• **WHAT THIS TASK INVOLVES**:
Once you know how many lines below hold "potassium", reply with that number and add nothing.

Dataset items

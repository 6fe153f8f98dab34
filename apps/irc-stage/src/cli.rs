//! # CLI
//!
//! clap-based commands for the `irc-stage` binary.
//!
//! - `serve`: run the HTTP server (the default when no command is given)
//! - `predict`: run one ClinicalRecord JSON file through a model, offline
//! - `inspect`: load an artifact and print its metadata

use std::path::{Path, PathBuf};

use clap::{Parser, Subcommand};
use irc_stage_core::{
    ClinicalRecord, LoadError, ModelInfo, PredictError, StagePrediction, load_model, predict_stage,
};
use serde_json::Value;
use thiserror::Error;
use tracing::info;

use crate::api::run_server;
use crate::config::ServerConfig;

// =============================================================================
// ERRORS
// =============================================================================

#[derive(Debug, Error)]
pub enum CliError {
    #[error(transparent)]
    Load(#[from] LoadError),

    #[error("failed to read input {}: {source}", .path.display())]
    Input {
        path: PathBuf,
        #[source]
        source: std::io::Error,
    },

    #[error("JSON error: {0}")]
    Json(#[from] serde_json::Error),

    #[error(transparent)]
    Predict(#[from] PredictError),

    #[error("server error: {0}")]
    Server(#[from] std::io::Error),
}

// =============================================================================
// ARGUMENTS
// =============================================================================

#[derive(Debug, Parser)]
#[command(
    name = "irc-stage",
    version,
    about = "Chronic kidney disease stage prediction service"
)]
pub struct Cli {
    #[command(subcommand)]
    pub command: Option<Commands>,
}

#[derive(Debug, Subcommand)]
pub enum Commands {
    /// Run the HTTP prediction server
    Serve {
        /// Bind host (overrides IRC_HOST)
        #[arg(long)]
        host: Option<String>,
        /// Bind port (overrides IRC_PORT)
        #[arg(long)]
        port: Option<u16>,
        /// Model artifact path (overrides IRC_MODEL_PATH)
        #[arg(long)]
        model: Option<PathBuf>,
        /// Allowed CORS origin (overrides IRC_CORS_ORIGIN)
        #[arg(long)]
        cors_origin: Option<String>,
    },
    /// Predict the stage of one clinical record stored as JSON
    Predict {
        /// Model artifact path (overrides IRC_MODEL_PATH)
        #[arg(long)]
        model: Option<PathBuf>,
        /// ClinicalRecord JSON file
        #[arg(long)]
        input: PathBuf,
        /// Print JSON instead of text
        #[arg(long)]
        json: bool,
    },
    /// Load a model artifact and print its metadata
    Inspect {
        /// Model artifact path (overrides IRC_MODEL_PATH)
        #[arg(long)]
        model: Option<PathBuf>,
        /// Print JSON instead of text
        #[arg(long)]
        json: bool,
    },
}

impl Cli {
    /// Dispatch to the selected command.
    pub async fn run(self) -> Result<(), CliError> {
        let mut config = ServerConfig::from_env();

        match self.command {
            None => cmd_serve(config).await,
            Some(Commands::Serve {
                host,
                port,
                model,
                cors_origin,
            }) => {
                if let Some(host) = host {
                    config.host = host;
                }
                if let Some(port) = port {
                    config.port = port;
                }
                if let Some(model) = model {
                    config.model_path = model;
                }
                if cors_origin.is_some() {
                    config.cors_origin = cors_origin;
                }
                cmd_serve(config).await
            }
            Some(Commands::Predict { model, input, json }) => {
                let model_path = model.unwrap_or(config.model_path);
                cmd_predict(&model_path, &input, json).map(|_| ())
            }
            Some(Commands::Inspect { model, json }) => {
                let model_path = model.unwrap_or(config.model_path);
                cmd_inspect(&model_path, json).map(|_| ())
            }
        }
    }
}

// =============================================================================
// COMMANDS
// =============================================================================

/// Run the HTTP server until shutdown.
pub async fn cmd_serve(config: ServerConfig) -> Result<(), CliError> {
    run_server(config).await?;
    Ok(())
}

/// Read a ClinicalRecord from `input`, predict with the model at
/// `model_path`, and print the result.
///
/// Unlike the server, a model that fails to load is a hard error here.
pub fn cmd_predict(
    model_path: &Path,
    input: &Path,
    json: bool,
) -> Result<StagePrediction, CliError> {
    let model = load_model(model_path)?;

    let text = std::fs::read_to_string(input).map_err(|source| CliError::Input {
        path: input.to_path_buf(),
        source,
    })?;
    let record = match serde_json::from_str(&text)? {
        Value::Object(fields) => {
            ClinicalRecord::from_json_object(&fields).map_err(PredictError::from)?
        }
        other => serde_json::from_value(other)?,
    };

    let prediction = predict_stage(&model, &record)?;
    info!(
        predicted_stage = prediction.predicted_stage,
        input = %input.display(),
        "Offline prediction complete"
    );

    if json {
        println!("{}", serde_json::to_string_pretty(&prediction)?);
    } else {
        println!("Stade prédit: {}", prediction.predicted_stage);
        println!("Description: {}", prediction.stage_description);
        match prediction.confidence {
            Some(confidence) => println!("Confiance: {:.2}%", confidence * 100.0),
            None => println!("Confiance: (non disponible)"),
        }
    }

    Ok(prediction)
}

/// Load the model at `model_path` and print its metadata.
pub fn cmd_inspect(model_path: &Path, json: bool) -> Result<ModelInfo, CliError> {
    let info = load_model(model_path)?.info();

    if json {
        println!("{}", serde_json::to_string_pretty(&info)?);
    } else {
        println!("Model: {}", model_path.display());
        println!("  Kind:                 {}", info.kind);
        println!("  Classes:              {}", info.n_classes);
        println!("  Features:             {}", info.n_features);
        println!("  Supports probability: {}", info.supports_probability);
        println!("  Feature order:        {}", info.feature_names.join(", "));
    }

    Ok(info)
}
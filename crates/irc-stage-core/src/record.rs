//! # Clinical Record
//!
//! The request entity: 11 mandatory clinical measurements for one patient.
//!
//! The serde keys are the wire contract (`uree`, `hemoglobine`, `sexe`, ...).
//! Every field is required; there are no defaults. Integer fields accept
//! integral floats (`70.0`) but not fractional ones.
//!
//! Two checking phases:
//! - shape: [`ClinicalRecord::from_json_object`] reports every missing or
//!   mistyped key
//! - range: [`ClinicalRecord::validate`] reports every out-of-range value

use crate::error::{FieldError, ValidationError};
use serde::de::{self, Unexpected};
use serde::{Deserialize, Deserializer, Serialize};
use serde_json::{Map, Value};

// =============================================================================
// FEATURE LAYOUT
// =============================================================================

/// Width of the model input vector.
pub const FEATURE_COUNT: usize = 11;

/// Model input layout, in vector order.
///
/// A model artifact must declare exactly these names in exactly this order.
pub const FEATURE_NAMES: [&str; FEATURE_COUNT] = [
    "uree",
    "creatinine",
    "hemoglobine",
    "sodium",
    "potassium",
    "calcium",
    "age",
    "sexe",
    "asthenie",
    "systole",
    "etat_general",
];

/// A single-record model input.
pub type FeatureVector = [f64; FEATURE_COUNT];

// =============================================================================
// CLINICAL RECORD
// =============================================================================

/// One patient's measurements.
#[derive(Debug, Clone, Copy, PartialEq, Serialize, Deserialize)]
pub struct ClinicalRecord {
    /// Urea (g/L).
    pub uree: f64,
    /// Creatinine (mg/L).
    pub creatinine: f64,
    /// Hemoglobin (g/dL).
    pub hemoglobine: f64,
    /// Na+ (meq/L).
    pub sodium: f64,
    /// K+ (meq/L).
    pub potassium: f64,
    /// Ca2+ (meq/L).
    pub calcium: f64,
    /// Age in years.
    #[serde(deserialize_with = "integral")]
    pub age: i64,
    /// Sex (0: female, 1: male).
    #[serde(deserialize_with = "integral")]
    pub sexe: i64,
    /// Asthenia / symptom presence (0: no, 1: yes).
    #[serde(deserialize_with = "integral")]
    pub asthenie: i64,
    /// Systolic blood pressure (mmHg).
    pub systole: f64,
    /// General-state score at admission.
    #[serde(deserialize_with = "integral")]
    pub etat_general: i64,
}

impl ClinicalRecord {
    /// Build a record from a decoded JSON object.
    ///
    /// Unlike `serde_json::from_value`, which stops at the first problem,
    /// this names every missing or mistyped key. Unknown keys are ignored.
    pub fn from_json_object(object: &Map<String, Value>) -> Result<Self, ValidationError> {
        let mut reader = FieldReader {
            object,
            errors: Vec::new(),
        };

        let record = Self {
            uree: reader.number("uree"),
            creatinine: reader.number("creatinine"),
            hemoglobine: reader.number("hemoglobine"),
            sodium: reader.number("sodium"),
            potassium: reader.number("potassium"),
            calcium: reader.number("calcium"),
            age: reader.integer("age"),
            sexe: reader.integer("sexe"),
            asthenie: reader.integer("asthenie"),
            systole: reader.number("systole"),
            etat_general: reader.integer("etat_general"),
        };

        if reader.errors.is_empty() {
            Ok(record)
        } else {
            Err(ValidationError {
                errors: reader.errors,
            })
        }
    }

    /// Check every field constraint and report all violations at once.
    pub fn validate(&self) -> Result<(), ValidationError> {
        let mut errors = Vec::new();

        let continuous = [
            ("uree", self.uree),
            ("creatinine", self.creatinine),
            ("hemoglobine", self.hemoglobine),
            ("sodium", self.sodium),
            ("potassium", self.potassium),
            ("calcium", self.calcium),
            ("systole", self.systole),
        ];
        for (field, value) in continuous {
            if !value.is_finite() {
                errors.push(FieldError::NotFinite { field, value });
            }
        }

        for (field, value) in [("sexe", self.sexe), ("asthenie", self.asthenie)] {
            if !(0..=1).contains(&value) {
                errors.push(FieldError::OutOfRange {
                    field,
                    value,
                    min: 0,
                    max: 1,
                });
            }
        }

        if errors.is_empty() {
            Ok(())
        } else {
            Err(ValidationError { errors })
        }
    }

    /// Assemble the model input vector in [`FEATURE_NAMES`] order.
    #[must_use]
    pub fn features(&self) -> FeatureVector {
        [
            self.uree,
            self.creatinine,
            self.hemoglobine,
            self.sodium,
            self.potassium,
            self.calcium,
            self.age as f64,
            self.sexe as f64,
            self.asthenie as f64,
            self.systole,
            self.etat_general as f64,
        ]
    }
}

// =============================================================================
// FIELD DECODING
// =============================================================================

/// Largest magnitude below which every integral f64 is exact.
const MAX_EXACT_INTEGER: f64 = 9_007_199_254_740_992.0;

/// Accept a JSON integer, or a float with no fractional part.
fn integral<'de, D>(deserializer: D) -> Result<i64, D::Error>
where
    D: Deserializer<'de>,
{
    let number = serde_json::Number::deserialize(deserializer)?;
    if let Some(value) = number.as_i64() {
        return Ok(value);
    }

    let value = number.as_f64().unwrap_or(f64::NAN);
    if value.fract() == 0.0 && value.abs() < MAX_EXACT_INTEGER {
        Ok(value as i64)
    } else {
        let unexpected = Unexpected::Float(value);
        Err(de::Error::invalid_value(unexpected, &"an integer"))
    }
}

/// Pulls typed fields out of a JSON object, recording every failure.
///
/// A failed field yields a zero placeholder; the record is discarded when
/// any error was recorded.
struct FieldReader<'a> {
    object: &'a Map<String, Value>,
    errors: Vec<FieldError>,
}

impl FieldReader<'_> {
    fn number(&mut self, field: &'static str) -> f64 {
        self.read(field, |value| f64::deserialize(value))
            .unwrap_or_default()
    }

    fn integer(&mut self, field: &'static str) -> i64 {
        self.read(field, |value| integral(value))
            .unwrap_or_default()
    }

    fn read<T>(
        &mut self,
        field: &'static str,
        decode: impl FnOnce(&Value) -> Result<T, serde_json::Error>,
    ) -> Option<T> {
        let Some(value) = self.object.get(field) else {
            self.errors.push(FieldError::Missing { field });
            return None;
        };
        match decode(value) {
            Ok(decoded) => Some(decoded),
            Err(e) => {
                self.errors.push(FieldError::WrongType {
                    field,
                    message: e.to_string(),
                });
                None
            }
        }
    }
}

// =============================================================================
// TESTS
// =============================================================================
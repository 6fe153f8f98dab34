//! Error types for the HTTP API
//!
//! Every error body has the shape `{"detail": ...}`. Validation failures
//! carry an array of `{loc, msg, type}` entries; everything else a string.

use axum::{
    Json,
    extract::rejection::JsonRejection,
    http::StatusCode,
    response::{IntoResponse, Response},
};
use irc_stage_core::{InferenceError, ValidationError};
use serde_json::{Value, json};
use thiserror::Error;
use tracing::{error, warn};

#[derive(Error, Debug)]
pub enum ApiError {
    /// Startup load failed; the server is running degraded.
    #[error("Le modèle n'a pas pu être chargé")]
    ModelUnavailable,

    #[error("Erreur lors de la prédiction: {0}")]
    Inference(#[from] InferenceError),

    #[error(transparent)]
    Validation(#[from] ValidationError),

    /// Body missing, not JSON, or not a JSON object.
    #[error("{0}")]
    MalformedBody(String),
}

impl From<JsonRejection> for ApiError {
    fn from(rejection: JsonRejection) -> Self {
        Self::MalformedBody(rejection.body_text())
    }
}

impl ApiError {
    pub fn status(&self) -> StatusCode {
        match self {
            Self::ModelUnavailable | Self::Inference(_) => StatusCode::INTERNAL_SERVER_ERROR,
            Self::Validation(_) | Self::MalformedBody(_) => StatusCode::UNPROCESSABLE_ENTITY,
        }
    }

    fn detail(&self) -> Value {
        match self {
            Self::Validation(err) => Value::Array(
                err.errors
                    .iter()
                    .map(|e| {
                        json!({
                            "loc": ["body", e.field()],
                            "msg": e.to_string(),
                            "type": e.kind(),
                        })
                    })
                    .collect(),
            ),
            Self::MalformedBody(msg) => json!([{
                "loc": ["body"],
                "msg": msg,
                "type": "json_invalid",
            }]),
            Self::ModelUnavailable | Self::Inference(_) => Value::String(self.to_string()),
        }
    }
}

impl IntoResponse for ApiError {
    fn into_response(self) -> Response {
        match &self {
            Self::ModelUnavailable => error!("Prediction requested but no model is loaded"),
            Self::Inference(e) => error!(detail = %e, "Inference failed"),
            Self::Validation(e) => warn!(detail = %e, "Rejected invalid clinical record"),
            Self::MalformedBody(msg) => warn!(detail = %msg, "Rejected malformed request body"),
        }

        let body = Json(json!({ "detail": self.detail() }));
        (self.status(), body).into_response()
    }
}

pub type Result<T> = std::result::Result<T, ApiError>;

#[cfg(test)]
mod tests {
    use super::*;
    use irc_stage_core::FieldError;

    #[test]
    fn status_mapping() {
        assert_eq!(
            ApiError::ModelUnavailable.status(),
            StatusCode::INTERNAL_SERVER_ERROR
        );
        assert_eq!(
            ApiError::Inference(InferenceError::ProbabilityUnsupported).status(),
            StatusCode::INTERNAL_SERVER_ERROR
        );
        assert_eq!(
            ApiError::MalformedBody("missing field".to_string()).status(),
            StatusCode::UNPROCESSABLE_ENTITY
        );
    }

    #[test]
    fn inference_detail_carries_underlying_message() {
        let err = ApiError::Inference(InferenceError::FeatureCount {
            expected: 11,
            got: 3,
        });
        let expected = "Erreur lors de la prédiction: expected 11 features, got 3";
        assert_eq!(err.detail(), Value::String(expected.to_string()));
    }

    #[test]
    fn validation_detail_lists_fields() {
        let err = ApiError::Validation(ValidationError {
            errors: vec![FieldError::OutOfRange {
                field: "sexe",
                value: 3,
                min: 0,
                max: 1,
            }],
        });
        let detail = err.detail();
        assert_eq!(detail[0]["loc"], json!(["body", "sexe"]));
        assert_eq!(detail[0]["type"], "range");
    }

    #[test]
    fn missing_field_detail_points_at_field() {
        let err = ApiError::Validation(ValidationError {
            errors: vec![FieldError::Missing { field: "asthenie" }],
        });
        let detail = err.detail();
        assert_eq!(detail[0]["loc"], json!(["body", "asthenie"]));
        assert_eq!(detail[0]["type"], "missing");
    }
}
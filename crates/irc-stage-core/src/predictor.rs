//! # Predictor
//!
//! The record-to-stage pipeline:
//!
//! 1. validate the record
//! 2. assemble the feature vector
//! 3. predict the class index
//! 4. if the model can, read the probability of that index as confidence
//! 5. map the index through the stage table
//!
//! An index outside the stage table is not an error. A probability vector
//! that cannot be indexed by the predicted class is.

use crate::error::{InferenceError, PredictError};
use crate::model::Model;
use crate::record::ClinicalRecord;
use crate::stage::StagePrediction;

/// Run the whole pipeline on one record.
pub fn predict_stage(
    model: &Model,
    record: &ClinicalRecord,
) -> Result<StagePrediction, PredictError> {
    record.validate()?;
    infer_stage(model, &record.features()).map_err(PredictError::from)
}

/// Run steps 3 to 5 on an already validated feature vector.
pub fn infer_stage(model: &Model, features: &[f64]) -> Result<StagePrediction, InferenceError> {
    let classifier = model.classifier();
    let index = classifier.predict(features)?;

    let confidence = if model.supports_probability() {
        let probabilities = classifier.predict_proba(features)?;
        let value = *probabilities
            .get(index)
            .ok_or(InferenceError::ProbabilityIndex {
                class: index,
                len: probabilities.len(),
            })?;
        if !(0.0..=1.0).contains(&value) {
            return Err(InferenceError::ProbabilityRange {
                class: index,
                value,
            });
        }
        Some(value)
    } else {
        None
    };

    Ok(StagePrediction::new(index, confidence))
}

// =============================================================================
// TESTS
// =============================================================================

#[cfg(test)]
mod tests {
    #![allow(clippy::unwrap_used)]

    use super::*;
    use crate::model::Classifier;
    use crate::stage::UNKNOWN_STAGE;

    /// Scripted classifier: fixed index and optional fixed probabilities.
    #[derive(Debug)]
    struct Scripted {
        index: usize,
        probabilities: Option<Vec<f64>>,
    }

    impl Classifier for Scripted {
        fn kind(&self) -> &'static str {
            "scripted"
        }
        fn n_features(&self) -> usize {
            11
        }
        fn n_classes(&self) -> usize {
            self.probabilities.as_ref().map_or(5, Vec::len)
        }
        fn predict(&self, _features: &[f64]) -> Result<usize, InferenceError> {
            Ok(self.index)
        }
        fn supports_probability(&self) -> bool {
            self.probabilities.is_some()
        }
        fn predict_proba(&self, _features: &[f64]) -> Result<Vec<f64>, InferenceError> {
            self.probabilities
                .clone()
                .ok_or(InferenceError::ProbabilityUnsupported)
        }
    }

    /// Always fails, like a model fed something it cannot handle.
    #[derive(Debug)]
    struct Broken;

    impl Classifier for Broken {
        fn kind(&self) -> &'static str {
            "broken"
        }
        fn n_features(&self) -> usize {
            11
        }
        fn n_classes(&self) -> usize {
            5
        }
        fn predict(&self, _features: &[f64]) -> Result<usize, InferenceError> {
            Err(InferenceError::NonFiniteScore { class: 0 })
        }
    }

    fn record() -> ClinicalRecord {
        ClinicalRecord {
            uree: 0.5,
            creatinine: 15.0,
            hemoglobine: 10.5,
            sodium: 138.0,
            potassium: 4.8,
            calcium: 2.1,
            age: 70,
            sexe: 1,
            asthenie: 1,
            systole: 150.0,
            etat_general: 3,
        }
    }

    #[test]
    fn stage_three_with_confidence() {
        let model = Model::new(Scripted {
            index: 2,
            probabilities: Some(vec![0.05, 0.1, 0.7, 0.1, 0.05]),
        });
        let prediction = predict_stage(&model, &record()).unwrap();
        assert_eq!(prediction.predicted_stage, 2);
        assert_eq!(prediction.stage_description, "Stade 3 - Modérée à sévère");
        assert_eq!(prediction.confidence, Some(0.7));
    }

    #[test]
    fn no_probability_capability_yields_null_confidence() {
        let model = Model::new(Scripted {
            index: 2,
            probabilities: None,
        });
        let prediction = predict_stage(&model, &record()).unwrap();
        assert_eq!(prediction.predicted_stage, 2);
        assert_eq!(prediction.confidence, None);
    }

    #[test]
    fn unknown_index_still_succeeds() {
        let model = Model::new(Scripted {
            index: 6,
            probabilities: Some(vec![0.0, 0.0, 0.0, 0.0, 0.0, 0.0, 1.0]),
        });
        let prediction = predict_stage(&model, &record()).unwrap();
        assert_eq!(prediction.predicted_stage, 6);
        assert_eq!(prediction.stage_description, UNKNOWN_STAGE);
        assert_eq!(prediction.confidence, Some(1.0));
    }

    #[test]
    fn short_probability_vector_is_an_error() {
        let model = Model::new(Scripted {
            index: 4,
            probabilities: Some(vec![0.5, 0.5]),
        });
        assert_eq!(
            predict_stage(&model, &record()),
            Err(PredictError::Inference(InferenceError::ProbabilityIndex { class: 4, len: 2 }))
        );
    }

    #[test]
    fn out_of_range_probability_is_an_error() {
        let model = Model::new(Scripted {
            index: 0,
            probabilities: Some(vec![1.5, -0.5]),
        });
        assert!(matches!(
            predict_stage(&model, &record()),
            Err(PredictError::Inference(InferenceError::ProbabilityRange { .. }))
        ));
    }

    #[test]
    fn invalid_record_never_reaches_model() {
        let model = Model::new(Broken);
        let bad = ClinicalRecord {
            asthenie: 3,
            ..record()
        };
        assert!(matches!(
            predict_stage(&model, &bad),
            Err(PredictError::Validation(_))
        ));
    }

    #[test]
    fn inference_failure_propagates() {
        let model = Model::new(Broken);
        assert_eq!(
            predict_stage(&model, &record()),
            Err(PredictError::Inference(InferenceError::NonFiniteScore { class: 0 }))
        );
    }
}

• **OUTPUT FOR THIS TASK**:
6